Material for this task:
#[async_trait]
impl MarginTransport for SimulatedMargin {
    async fn send_transaction(
        &self,
        to: Address,
        calldata: Bytes,
        context: CallContext,
    ) -> Result<TxReceipt, TransportError> {
        let mut state = self.state.lock().await;
        state.take_fault()?;

        if to != self.address {
            return Err(TransportError::Rpc {
                code: -32000,
                message: format!("no contract deployed at {to}"),
            });
        }
        if let Some(limit) = context.gas {
            let needed = BASE_GAS + calldata.len() as u64 * 16;
            if limit < needed {
                return Err(reverted("out of gas".to_string()));
            }
        }

        let call = IMarginCalls::abi_decode(&calldata, true)
            .map_err(|err| reverted(format!("invalid calldata: {err}")))?;
        let outcome = state.execute(call, context.from).map_err(reverted)?;

        let now = state.now;
        state.block_timestamps.push(now);
        let block_number = state.block_timestamps.len() as u64;

        let mut preimage = calldata.to_vec();
        preimage.extend_from_slice(&block_number.to_be_bytes());
        let transaction_hash = keccak256(preimage);

        for log in outcome.events {
            state.logs.push(RawLog {
                address: self.address,
                block_number,
                transaction_hash,
                topics: log.topics().to_vec(),
                data: log.data,
            });
        }

        Ok(TxReceipt {
            transaction_hash,
            block_number,
            gas_used: BASE_GAS + calldata.len() as u64 * 16,
            success: true,
            position_id: None,
        })
    }

    async fn call(&self, to: Address, calldata: Bytes) -> Result<Bytes, TransportError> {
        let mut state = self.state.lock().await;
        state.take_fault()?;

        if to != self.address {
            // calls to empty accounts return nothing
            return Ok(Bytes::new());
        }

        let call = IMarginCalls::abi_decode(&calldata, true)
            .map_err(|err| reverted(format!("invalid calldata: {err}")))?;
        state.query(call).map(Bytes::from).map_err(reverted)
    }

    async fn get_logs(&self, filter: &LogFilter) -> Result<Vec<RawLog>, TransportError> {
        let mut state = self.state.lock().await;
        state.take_fault()?;
        let head = state.block_timestamps.len() as u64;
        Ok(state.logs.iter().filter(|log| filter.matches(log, head)).cloned().collect())
    }

    async fn block_timestamp(&self, block_number: u64) -> Result<u64, TransportError> {
        let mut state = self.state.lock().await;
        state.take_fault()?;
        block_number
            .checked_sub(1)
            .and_then(|index| state.block_timestamps.get(index as usize).copied())
            .ok_or(TransportError::Rpc {
                code: -32000,
                message: format!("unknown block {block_number}"),
            })
    }
}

Task statement:
Search the records above for the string "push". Report each line that has it.

Exercise result:
        state.block_timestamps.push(now);
            state.logs.push(RawLog {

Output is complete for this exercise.